Even so, the ACA did not fix the problem of access: as many as 29 million Americans remain uninsured. Millions more remain underinsured, with high-deductible plans that, coverage or otherwise, leave medical care out of reach. A 2009 study found that 3/4 of medically-caused bankruptcies occurred to people who were insured at the time of illness — for millions, coverage is merely symbolic.

Where can we go from here? How do we build an alternative while people are suffering now? Though single payer healthcare is touted as the obvious fix, the world can’t wait until it’s politically feasible (it will never be politically feasible in a capitalist economy), much less as the incoming Trump administration ramps up its assault on state-funded care. The time has come for a radically different approach: let’s abandon health insurance altogether.

The insurance system serves as a middleman, redirecting funds while imposing high overhead (up to 24% of total healthcare spending goes to administrative, non-treatment related costs). Why not channel those funds directly to health care providers in the way of health care cooperatives? Rather than paying into a costly, under-serving insurance plan, consumers could reroute this monthly flat fee to local medical centers. Once exempt from market pressures, medical clinics could provide their services for free or at-cost. The cooperatives could work in tandem, subsidizing costs where necessary so that clinic quality was disconnected from the socio-economic status of the neighborhood it served.

It’s not a novel concept: the Black Panther Party employed this tactic to great effect. Organizing against systemic medical neglect in black communities, the Panthers deployed free medical clinics that provided not only comprehensive medical care, but patient advocacy, social welfare programs, and political education courses. Beyond the courses, the very existence of these clinics was political: for if they were able to achieve so much while sustained only through community donations and volunteers, how could the State, with a monumental array of resources at its disposal, not achieve more? For the Panthers, discourses around health fundamentally required a look at broader social ills that rendered care inaccessible or deadly to vulnerable communities.

The overwhelming success of Cooperative Home Care Associates (CHCA) speaks to the viability of such an approach even in today’s tough economic times: at America’s largest worker-owned cooperative, wages for healthcare workers are nearly double the market rate, with full benefits and guaranteed hours. The CEO to entry-level worker pay ratio is 11:1 (the statewide ratio is 405:1) and the cooperative is primarily owned by women of color. Spurred by the model’s accomplishments, Bill de Blasio allocated 1.2 million dollars to the development of further NYC cooperatives.

These cooperatives present a coherent vision of what a radically new medical system could look like: one that centers accessibility and cost effectiveness, and exists fundamentally to serve the people. Such a program is within grasp — a coordinated pooling of resources could upend the insurance system and provide quality care to those in need, now.

Natascha Uhlmann is an activist from Sonora, Mexico with the Nos Faltan 43 movement.
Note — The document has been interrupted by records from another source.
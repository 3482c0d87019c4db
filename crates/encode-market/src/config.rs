//! Marketplace configuration.
//!
//! Configuration is fixed when a marketplace is deployed and read-only
//! afterwards. It names the custody account that holds escrowed funds and the
//! input limits enforced on every call.

use std::path::Path;

use encode_ledger::AccountId;
use serde::{Deserialize, Serialize};

use crate::error::ConfigError;

/// Default maximum title length, in characters.
pub const DEFAULT_MAX_TITLE_LEN: usize = 64;

/// Default maximum description length, in unicode scalar values.
pub const DEFAULT_MAX_DESCRIPTION_LEN: usize = 256;

/// Default cap on proposals submitted against a single job.
pub const DEFAULT_MAX_PROPOSALS_PER_JOB: u64 = 256;

/// Limits enforced on user-supplied input.
#[derive(Debug, Clone, Serialize, Deserialize, PartialEq, Eq)]
#[serde(default)]
pub struct LimitsConfig {
    /// Maximum job title length.
    pub max_title_len: usize,
    /// Maximum job or proposal description length.
    pub max_description_len: usize,
    /// Maximum number of proposals ever submitted to one job.
    pub max_proposals_per_job: u64,
}

impl Default for LimitsConfig {
    fn default() -> Self {
        Self {
            max_title_len: DEFAULT_MAX_TITLE_LEN,
            max_description_len: DEFAULT_MAX_DESCRIPTION_LEN,
            max_proposals_per_job: DEFAULT_MAX_PROPOSALS_PER_JOB,
        }
    }
}

/// Main marketplace configuration.
#[derive(Debug, Clone, Serialize, Deserialize, PartialEq, Eq)]
pub struct MarketConfig {
    /// Account on the host ledger that custodies escrowed funds.
    pub custody_account: AccountId,
    /// Input limits.
    #[serde(default)]
    pub limits: LimitsConfig,
}

impl MarketConfig {
    /// Configuration with default limits.
    #[must_use]
    pub fn new(custody_account: AccountId) -> Self {
        Self {
            custody_account,
            limits: LimitsConfig::default(),
        }
    }

    /// Load configuration from a TOML file.
    ///
    /// # Errors
    ///
    /// Returns an error if the file cannot be read, parsed or validated.
    pub fn from_file(path: impl AsRef<Path>) -> Result<Self, ConfigError> {
        let content =
            std::fs::read_to_string(path.as_ref()).map_err(|source| ConfigError::Io {
                path: path.as_ref().display().to_string(),
                source,
            })?;

        Self::from_toml(&content)
    }

    /// Parse configuration from a TOML string.
    ///
    /// # Errors
    ///
    /// Returns an error if the TOML is invalid or fails validation.
    pub fn from_toml(content: &str) -> Result<Self, ConfigError> {
        let config: Self = toml::from_str(content)?;
        config.validate()?;
        Ok(config)
    }

    /// Validate the configuration.
    ///
    /// # Errors
    ///
    /// Returns an error if any limit is zero.
    pub fn validate(&self) -> Result<(), ConfigError> {
        if self.limits.max_title_len == 0 {
            return Err(ConfigError::Invalid(
                "limits.max_title_len must be greater than 0".to_string(),
            ));
        }

        if self.limits.max_description_len == 0 {
            return Err(ConfigError::Invalid(
                "limits.max_description_len must be greater than 0".to_string(),
            ));
        }

        if self.limits.max_proposals_per_job == 0 {
            return Err(ConfigError::Invalid(
                "limits.max_proposals_per_job must be greater than 0".to_string(),
            ));
        }

        Ok(())
    }
}

#[cfg(test)]
mod tests {
    use super::*;
    use std::io::Write;
    use tempfile::NamedTempFile;

    fn create_temp_config(content: &str) -> NamedTempFile {
        let mut file = NamedTempFile::new().expect("failed to create temp file");
        file.write_all(content.as_bytes())
            .expect("failed to write temp file");
        file
    }

    #[test]
    fn test_parse_minimal_config() {
        let toml = r#"
            custody_account = "ST1PQHQKV0RJXZFY1DGX8MNSNYVE3VGZJSRTPGZGM.encode-marketplace"
        "#;

        let config = MarketConfig::from_toml(toml).expect("should parse minimal config");

        assert_eq!(
            config.custody_account.as_str(),
            "ST1PQHQKV0RJXZFY1DGX8MNSNYVE3VGZJSRTPGZGM.encode-marketplace"
        );
        assert_eq!(config.limits, LimitsConfig::default());
    }

    #[test]
    fn test_parse_full_config() {
        let toml = r#"
            custody_account = "escrow"

            [limits]
            max_title_len = 32
            max_description_len = 1024
            max_proposals_per_job = 8
        "#;

        let config = MarketConfig::from_toml(toml).expect("should parse full config");
        assert_eq!(config.limits.max_title_len, 32);
        assert_eq!(config.limits.max_description_len, 1024);
        assert_eq!(config.limits.max_proposals_per_job, 8);
    }

    #[test]
    fn test_partial_limits_use_defaults() {
        let toml = r#"
            custody_account = "escrow"

            [limits]
            max_title_len = 10
        "#;

        let config = MarketConfig::from_toml(toml).expect("should parse");
        assert_eq!(config.limits.max_title_len, 10);
        assert_eq!(config.limits.max_description_len, DEFAULT_MAX_DESCRIPTION_LEN);
    }

    #[test]
    fn test_missing_custody_account_fails() {
        let result = MarketConfig::from_toml("[limits]\nmax_title_len = 10\n");
        assert!(matches!(result, Err(ConfigError::Parse(_))));
    }

    #[test]
    fn test_invalid_custody_account_fails() {
        let result = MarketConfig::from_toml(r#"custody_account = "has space""#);
        assert!(matches!(result, Err(ConfigError::Parse(_))));
    }

    #[test]
    fn test_zero_limits_fail_validation() {
        for field in ["max_title_len", "max_description_len", "max_proposals_per_job"] {
            let toml = format!("custody_account = \"escrow\"\n[limits]\n{field} = 0\n");
            let result = MarketConfig::from_toml(&toml);
            assert!(
                matches!(result, Err(ConfigError::Invalid(ref msg)) if msg.contains(field)),
                "expected validation failure for {field}"
            );
        }
    }

    #[test]
    fn test_from_file() {
        let file = create_temp_config(
            r#"
            custody_account = "escrow"

            [limits]
            max_proposals_per_job = 3
        "#,
        );

        let config = MarketConfig::from_file(file.path()).expect("should load from file");
        assert_eq!(config.limits.max_proposals_per_job, 3);
    }

    #[test]
    fn test_from_missing_file() {
        let result = MarketConfig::from_file("/nonexistent/encode-market.toml");
        assert!(matches!(result, Err(ConfigError::Io { .. })));
    }

    #[test]
    fn test_defaults_validate() {
        let config = MarketConfig::new(AccountId::new("escrow").unwrap());
        assert!(config.validate().is_ok());
        assert_eq!(config.limits.max_title_len, 64);
        assert_eq!(config.limits.max_description_len, 256);
    }
}
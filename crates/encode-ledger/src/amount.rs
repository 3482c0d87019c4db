//! Token amounts in the smallest currency unit.
//!
//! The marketplace never deals in fractional units: budgets, bids and escrow
//! balances are whole multiples of the host's base unit. All arithmetic is
//! checked so that an overflow can never silently mint or burn funds.

use std::fmt;
use std::iter::Sum;
use std::str::FromStr;

use serde::{Deserialize, Serialize};

use crate::error::LedgerError;

/// A non-negative amount of the host currency, in its smallest unit.
#[derive(
    Debug, Clone, Copy, PartialEq, Eq, PartialOrd, Ord, Hash, Default, Serialize, Deserialize,
)]
#[serde(transparent)]
pub struct Amount(u64);

impl Amount {
    /// Zero amount constant.
    pub const ZERO: Self = Self(0);

    /// Maximum representable amount.
    pub const MAX: Self = Self(u64::MAX);

    /// Creates an amount from base units.
    #[must_use]
    pub const fn new(units: u64) -> Self {
        Self(units)
    }

    /// Returns the amount in base units.
    #[must_use]
    pub const fn units(self) -> u64 {
        self.0
    }

    /// Returns true if this amount is zero.
    #[must_use]
    pub const fn is_zero(self) -> bool {
        self.0 == 0
    }

    /// Checked addition. Returns `None` on overflow.
    #[must_use]
    pub const fn checked_add(self, rhs: Self) -> Option<Self> {
        match self.0.checked_add(rhs.0) {
            Some(v) => Some(Self(v)),
            None => None,
        }
    }

    /// Checked subtraction. Returns `None` on underflow.
    #[must_use]
    pub const fn checked_sub(self, rhs: Self) -> Option<Self> {
        match self.0.checked_sub(rhs.0) {
            Some(v) => Some(Self(v)),
            None => None,
        }
    }

    /// Saturating addition.
    #[must_use]
    pub const fn saturating_add(self, rhs: Self) -> Self {
        Self(self.0.saturating_add(rhs.0))
    }

    /// Saturating subtraction.
    #[must_use]
    pub const fn saturating_sub(self, rhs: Self) -> Self {
        Self(self.0.saturating_sub(rhs.0))
    }
}

impl fmt::Display for Amount {
    fn fmt(&self, f: &mut fmt::Formatter<'_>) -> fmt::Result {
        write!(f, "{}", self.0)
    }
}

impl FromStr for Amount {
    type Err = LedgerError;

    fn from_str(s: &str) -> Result<Self, Self::Err> {
        let trimmed = s.trim();
        if trimmed.starts_with('-') {
            return Err(LedgerError::invalid_amount("negative values not allowed"));
        }
        trimmed
            .parse::<u64>()
            .map(Self)
            .map_err(|e| LedgerError::invalid_amount(format!("invalid number '{s}': {e}")))
    }
}

impl From<u64> for Amount {
    fn from(units: u64) -> Self {
        Self(units)
    }
}

impl From<Amount> for u64 {
    fn from(amount: Amount) -> Self {
        amount.0
    }
}

impl Sum for Amount {
    fn sum<I: Iterator<Item = Self>>(iter: I) -> Self {
        iter.fold(Self::ZERO, Self::saturating_add)
    }
}

impl<'a> Sum<&'a Amount> for Amount {
    fn sum<I: Iterator<Item = &'a Self>>(iter: I) -> Self {
        iter.copied().sum()
    }
}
Follow her on Twitter: @nataschaelena

Showing 6 comments

  • Brent Heverly
    commented 2017-01-07 01:40:44 -0500
    Please add this to your post if you’d like to spread the word:
    An existing model of this is “Patient/Physician Cooperatives” (first link below – check out the videos to learn more). Founded in Houston, residents in Portland decided to start their own. The original founder has made a wealth of resources available. On his other site (2nd link a non profit which sponsors the co-op), he has posted his book (third link) on how to start a healthcare co-op for free in a blog post (second link below). Let’s launch these everywhere! The strategy was been defined and already implemented in 2 cities. We just need to scale up the infrastructure elsewhere now.



  • Matt Costa
    commented 2017-01-04 16:57:11 -0500
    Blaming Obama administration for the the mess that has become the ACA is entirely ignorant. The Republican (and lobbyist) controlled congress let the insurance companies put thousands of addendums and stipulations on the ACA bill and then they were given the right to opt out any area that would not be profitable. Insurance companies are using high paid analysts and stat technicians to find the profits in the system, decline care by many means and leave the citizens hanging with the bill. They have many tools at the disposal. Like making many treatments unattainable through dozens of back handed schemes and cherry pick what clients they did not want to insure. Obamacare has proven in a 100 different ways, that the problem is 1st the insurance companies and 2nd the lack of any real representation by our elected officials. Or more concisely the point, there is no way to provide decent care for all AND to strive for MAX corporate profits. They are completely and utterly at odds with maximizing our healthcare resources as a nation.
  • Dan Va
    commented 2017-01-04 07:33:20 -0500
    It’s been a while since I read The Pig In The Python by some stock broker type. The reckoning called for in that book along with China’s and Russia’s rapid growth and/or awakening to the steak that capitalism can supply, is upon us now. There is going to be a call for a global currency. Either that , or the dollars saved by those “in the gut of the python” will evaporate. What a happy accident that would be for those owing on the debt represented by the dollars! It will highlight the fact that “there aint no free lunch” even for corpuses of money. The corporate imperative to make profits at all costs has finally realized the cost of profits at the expense of fair worker compensation.
    We should begin thinking of how our children must be able to cope at two economic extremes. One extreme of very limited technology and another that is currently reaching for Mars and driver-less cars. Cars used by the wealthy to be able to better ignore the poverty all around them as they go to some “party”.
    Store clerks are going the way of the Gas station attendant.
    Truck drivers will be soon to follow.
    Co-ops to do what?
  • Dan Va
    commented 2017-01-03 07:05:41 -0500
    Wow Lee Roberts; Now I understand why the second Dr. in Dec. has refused to see me after over 20 years loyalty. All we could afford was the “Bronze” policy on our insurance renewal. Now I have no doctor; and I take 10 meds to stay alive! and it only costs about 20K/yr. One of Norman V. Peal’s books described how the largest employment union was the AMA. Now I understand better. The Insurance companies have a large anti-trust problem on their hands.
  • Joe Barnwell
    commented 2017-01-01 13:08:14 -0500
    I wouldn’t use PayPal at all. Not only are you subjected to countless forms of surveillance, but PayPal’s co-founder is a major contributor to extreme rightwing causes and PayPal cut off WikiLeaks.
    Checks may be mailed to address supplied: Democracy at Work, PO Box 1516, New York, NY, 10276.
  • Dan Va
    commented 2016-12-27 17:36:44 -0500
    Tried to make a donation with PayPal and it wouldn’t accept. What gives?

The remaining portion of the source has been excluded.